By now I had read, researched enough about food and spent plenty of time in the kitchen. The things finally started to fit together. By continuous practice I was able to identify all the flaws in my cooking.
Soon I began to get up a little early and started to prepare food, to take it to the office for lunch. This I used to offer to my friends. From their feedback I was able to improvise and learn further.
Cooking rice everyday was fine up to a point, but daily it was not possible to have rice. I had to cross the final frontier and start making chapattis (wheat flour flatbread ).The thought of Kneading the dough just gave me jitters. After kneading the dough I was still unable to make soft and puffed chapatti’s. So what was to be done? I went to my neighbor and learnt from his wife the reasons as to why the chapatis were becoming so hard.
The reason that I learnt was; that an appropriate amount of moisture is the best friend of soft chapatis.If the dough or the rolled chapatis lose too much of moisture while preparation, you might end up with rubbery or crusty chapatti. And for this she suggested two remedies:-
· Add a little oil to the flour. Adding a little oil to the flour will result in soft and tasty chapatis as the oil lends conductivity to the flour. It will also help the chapatis heat up faster on the pan without losing a lot of moisture.
· Knead a soft dough- Many people make the mistake of kneading the dough in a hurry and add insufficient water. An appropriate amount of water needs to be added to knead a soft and smooth dough. You can also add lukewarm water and knead for at least 15 minutes. Leaving it to rise for 20–30 minutes will make it easier and softer to roll.
After the dough is kneaded, make small balls of the dough and bring the dough to circular shape with the help of rolling pin. Now put the first side on the flame until the chapati is puffed. If it is not puffing properly press it with a spoon. Once the chapati is ready you can store them one above the other. This will help to reduce the chance of moisture loss. You can eat them with vegetable curry, whenever you wish.

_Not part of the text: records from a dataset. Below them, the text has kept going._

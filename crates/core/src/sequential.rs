//! Sequential hierarchical processor (HiLAM).
//!
//! Each processor layer is a down sweep followed by an up sweep:
//!
//! ```text
//! down: Same(L-1), Down(L-2), Same(L-2), …, Down(0), Same(0)
//! up:   Same(0),   Up(1),     Same(1),   …, Up(L-1), Same(L-1)
//! ```
//!
//! The top level is processed by same-level edges at the end of one up
//! sweep and again at the start of the next down sweep (and level 0 at the
//! sweep turn). Every step of every sweep has its own weights. Messages
//! are always summed at the receivers.

use candle_nn::VarBuilder;

use lam_common::{EdgeSet, GraphConfig, MeshGraph};

use crate::error::Result;
use crate::hierarchical::MeshReps;
use crate::interaction::{InteractionConfig, InteractionNet};

/// One step of a sweep. The level is always the receiving level.
#[derive(Debug, Clone, Copy, PartialEq, Eq)]
pub enum SweepOp {
    /// Same-level edges on level l.
    Same(usize),
    /// Down edges from level l+1 into level l.
    Down(usize),
    /// Up edges from level l-1 into level l.
    Up(usize),
}

pub fn down_sweep(levels: usize) -> Vec<SweepOp> {
    let mut plan = vec![SweepOp::Same(levels - 1)];
    for l in (0..levels - 1).rev() {
        plan.extend([SweepOp::Down(l), SweepOp::Same(l)]);
    }
    plan
}

pub fn up_sweep(levels: usize) -> Vec<SweepOp> {
    let mut plan = vec![SweepOp::Same(0)];
    for l in 1..levels {
        plan.extend([SweepOp::Up(l), SweepOp::Same(l)]);
    }
    plan
}

#[derive(Debug, Clone, Copy)]
enum Direction {
    Down,
    Up,
}

/// GNNs of one sweep: one per level for same-level edges and one per level
/// pair for the vertical edges of the sweep direction.
struct Sweep {
    plan: Vec<SweepOp>,
    same: Vec<InteractionNet>,
    vertical: Vec<InteractionNet>,
}

fn nets<'a>(
    sets: impl Iterator<Item = &'a EdgeSet>,
    cfg: &InteractionConfig,
    vb: VarBuilder,
) -> Result<Vec<InteractionNet>> {
    sets.enumerate()
        .map(|(l, e)| InteractionNet::new(e.index(), cfg, vb.pp(l.to_string())))
        .collect()
}

impl Sweep {
    fn new(mesh: &MeshGraph, direction: Direction, cfg: &InteractionConfig, vb: VarBuilder) -> Result<Self> {
        let levels = mesh.num_levels();
        let same = nets(mesh.levels().iter().map(|l| l.m2m()), cfg, vb.pp("same"))?;
        let (vertical, plan) = match direction {
            Direction::Down => (nets(mesh.down().iter(), cfg, vb.pp("vertical"))?, down_sweep(levels)),
            Direction::Up => (nets(mesh.up().iter(), cfg, vb.pp("vertical"))?, up_sweep(levels)),
        };
        Ok(Self {
            plan,
            same,
            vertical,
        })
    }

    fn run(&self, reps: &mut MeshReps) -> Result<()> {
        for &op in &self.plan {
            match op {
                SweepOp::Same(l) => {
                    let (node, edge) =
                        self.same[l].forward(&reps.levels[l], &reps.levels[l], &reps.same[l])?;
                    reps.levels[l] = node;
                    reps.same[l] = edge;
                }
                SweepOp::Down(l) => {
                    let (node, edge) =
                        self.vertical[l].forward(&reps.levels[l + 1], &reps.levels[l], &reps.down[l])?;
                    reps.levels[l] = node;
                    reps.down[l] = edge;
                }
                SweepOp::Up(l) => {
                    let (node, edge) =
                        self.vertical[l - 1].forward(&reps.levels[l - 1], &reps.levels[l], &reps.up[l - 1])?;
                    reps.levels[l] = node;
                    reps.up[l - 1] = edge;
                }
            }
        }
        Ok(())
    }
}

pub struct SequentialProcessor {
    /// (down sweep, up sweep) per processor layer.
    layers: Vec<(Sweep, Sweep)>,
}

impl SequentialProcessor {
    pub fn new(mesh: &MeshGraph, cfg: &GraphConfig, vb: VarBuilder) -> Result<Self> {
        let net_cfg = InteractionConfig::new(cfg.hidden_dim, cfg.hidden_layers);
        let layers = (0..cfg.processor_layers)
            .map(|i| {
                let vb = vb.pp(i.to_string());
                Ok((
                    Sweep::new(mesh, Direction::Down, &net_cfg, vb.pp("down"))?,
                    Sweep::new(mesh, Direction::Up, &net_cfg, vb.pp("up"))?,
                ))
            })
            .collect::<Result<Vec<_>>>()?;
        tracing::info!(
            layers = cfg.processor_layers,
            levels = mesh.num_levels(),
            "Sequential hierarchical processor"
        );
        Ok(Self { layers })
    }

    pub fn step(&self, mut reps: MeshReps) -> Result<MeshReps> {
        for (down, up) in &self.layers {
            down.run(&mut reps)?;
            up.run(&mut reps)?;
        }
        Ok(reps)
    }

    pub fn num_layers(&self) -> usize {
        self.layers.len()
    }
}

#[cfg(test)]
mod tests {
    use super::*;
    use candle_core::{DType, Device, Tensor};
    use candle_nn::VarMap;
    use lam_common::{build_rect_graph, Aggregation};

    fn reps(mesh: &MeshGraph, b: usize, h: usize) -> MeshReps {
        let dev = Device::Cpu;
        let t = |n: usize| Tensor::randn(0f32, 1.0, (b, n, h), &dev).unwrap();
        MeshReps {
            levels: mesh.levels().iter().map(|l| t(l.num_nodes())).collect(),
            same: mesh.levels().iter().map(|l| t(l.m2m().num_edges())).collect(),
            up: mesh.up().iter().map(|e| t(e.num_edges())).collect(),
            down: mesh.down().iter().map(|e| t(e.num_edges())).collect(),
        }
    }

    fn processor(mesh: &MeshGraph, varmap: &VarMap, layers: usize, mesh_aggr: Aggregation) -> SequentialProcessor {
        let cfg = GraphConfig {
            hidden_dim: 4,
            processor_layers: layers,
            mesh_aggr,
            ..Default::default()
        };
        let vb = VarBuilder::from_varmap(varmap, DType::F32, &Device::Cpu);
        SequentialProcessor::new(mesh, &cfg, vb).unwrap()
    }

    fn values(t: &Tensor) -> Vec<f32> {
        t.flatten_all().unwrap().to_vec1().unwrap()
    }

    #[test]
    fn sweep_plans() {
        use SweepOp::*;
        assert_eq!(down_sweep(3), vec![Same(2), Down(1), Same(1), Down(0), Same(0)]);
        assert_eq!(up_sweep(3), vec![Same(0), Up(1), Same(1), Up(2), Same(2)]);
        assert_eq!(down_sweep(1), vec![Same(0)]);
    }

    #[test]
    fn each_level_processed_once_per_direction() {
        for levels in 2..6 {
            for plan in [down_sweep(levels), up_sweep(levels)] {
                let mut same: Vec<usize> = plan
                    .iter()
                    .filter_map(|op| match op {
                        SweepOp::Same(l) => Some(*l),
                        _ => None,
                    })
                    .collect();
                same.sort();
                assert_eq!(same, (0..levels).collect::<Vec<_>>());
                assert_eq!(plan.len(), 2 * levels - 1);
            }
        }
    }

    #[test]
    fn step_updates_levels_and_keeps_shapes() {
        let topo = build_rect_graph(12, 12, 3).unwrap();
        let mesh = &topo.mesh;
        let varmap = VarMap::new();
        let p = processor(mesh, &varmap, 2, Aggregation::Sum);
        assert_eq!(p.num_layers(), 2);

        let reps = reps(mesh, 1, 4);
        let out = p.step(reps.clone()).unwrap();
        for (a, b) in reps.levels.iter().zip(&out.levels) {
            assert_eq!(a.dims(), b.dims());
            let d = (a - b).unwrap().abs().unwrap().sum_all().unwrap().to_scalar::<f32>().unwrap();
            assert!(d > 0.0);
        }
        // 2 layers x 2 sweeps x (3 same + 2 vertical) nets, each with two
        // MLPs of 2 linears + layer norm
        assert_eq!(varmap.all_vars().len(), 2 * 2 * (3 + 2) * 2 * 6);
    }

    /// With every other net zeroed (an exact identity), a single sweep step
    /// must change only its receiving level, by exactly one application.
    #[test]
    fn each_sweep_step_runs_once_on_its_receiving_level() {
        let topo = build_rect_graph(12, 12, 3).unwrap();
        let mesh = &topo.mesh;
        let input = reps(mesh, 2, 4);

        for (direction, plan) in [("down", down_sweep(3)), ("up", up_sweep(3))] {
            for op in plan {
                let varmap = VarMap::new();
                let p = processor(mesh, &varmap, 1, Aggregation::Sum);
                let prefix = match op {
                    SweepOp::Same(l) => format!("0.{direction}.same.{l}."),
                    SweepOp::Down(l) => format!("0.down.vertical.{l}."),
                    SweepOp::Up(l) => format!("0.up.vertical.{}.", l - 1),
                };
                for (name, var) in varmap.data().lock().unwrap().iter() {
                    if !name.starts_with(&prefix) {
                        var.set(&var.zeros_like().unwrap()).unwrap();
                    }
                }

                let (down, up) = &p.layers[0];
                let sweep = if direction == "down" { down } else { up };
                let (target, expected) = match op {
                    SweepOp::Same(l) => {
                        let lv = &input.levels[l];
                        (l, sweep.same[l].update_nodes(lv, lv, &input.same[l]).unwrap())
                    }
                    SweepOp::Down(l) => (
                        l,
                        sweep.vertical[l]
                            .update_nodes(&input.levels[l + 1], &input.levels[l], &input.down[l])
                            .unwrap(),
                    ),
                    SweepOp::Up(l) => (
                        l,
                        sweep.vertical[l - 1]
                            .update_nodes(&input.levels[l - 1], &input.levels[l], &input.up[l - 1])
                            .unwrap(),
                    ),
                };
                assert_ne!(values(&expected), values(&input.levels[target]), "{op:?} is inert");

                let out = p.step(input.clone()).unwrap();
                for (l, (before, after)) in input.levels.iter().zip(&out.levels).enumerate() {
                    if l == target {
                        assert_eq!(values(after), values(&expected), "{direction} {op:?}");
                    } else {
                        assert_eq!(values(after), values(before), "{direction} {op:?} touched level {l}");
                    }
                }
            }
        }
    }

    #[test]
    fn mesh_aggregation_option_does_not_reach_sweeps() {
        let topo = build_rect_graph(12, 12, 2).unwrap();
        let mesh = &topo.mesh;
        let varmap = VarMap::new();
        let summed = processor(mesh, &varmap, 1, Aggregation::Sum);
        // same VarMap, so both processors share every weight
        let averaged = processor(mesh, &varmap, 1, Aggregation::Mean);

        let input = reps(mesh, 1, 4);
        let a = summed.step(input.clone()).unwrap();
        let b = averaged.step(input).unwrap();
        for (x, y) in a.levels.iter().zip(&b.levels) {
            assert_eq!(values(x), values(y));
        }
    }
}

Once I had learnt how to prepare the chapatis, most of my problems were over. I could prepare whatever curry I wanted and have with either rice or the chapati. As opposed to the earlier days; it was only sometimes that I used to have food outside, that too for a change of flavor.
After a few days I became lazy again, and decided that I would prepare dinner only at home and have lunch in the office canteen, because it was very difficult to get up early and prepare lunch.
So I can say that in two months I was able to manage to prepare food, though not as good as a professional. But it is fine, as I was not preparing to compete for master chef competition and the food was meant for my consumption.
The only regret is that I have not prepared any of the sweet dishes which I am very fond of.It is not too difficult to prepare them, but where is the time? Still I have a hope that one day I would prepare the desserts too and write about my experience.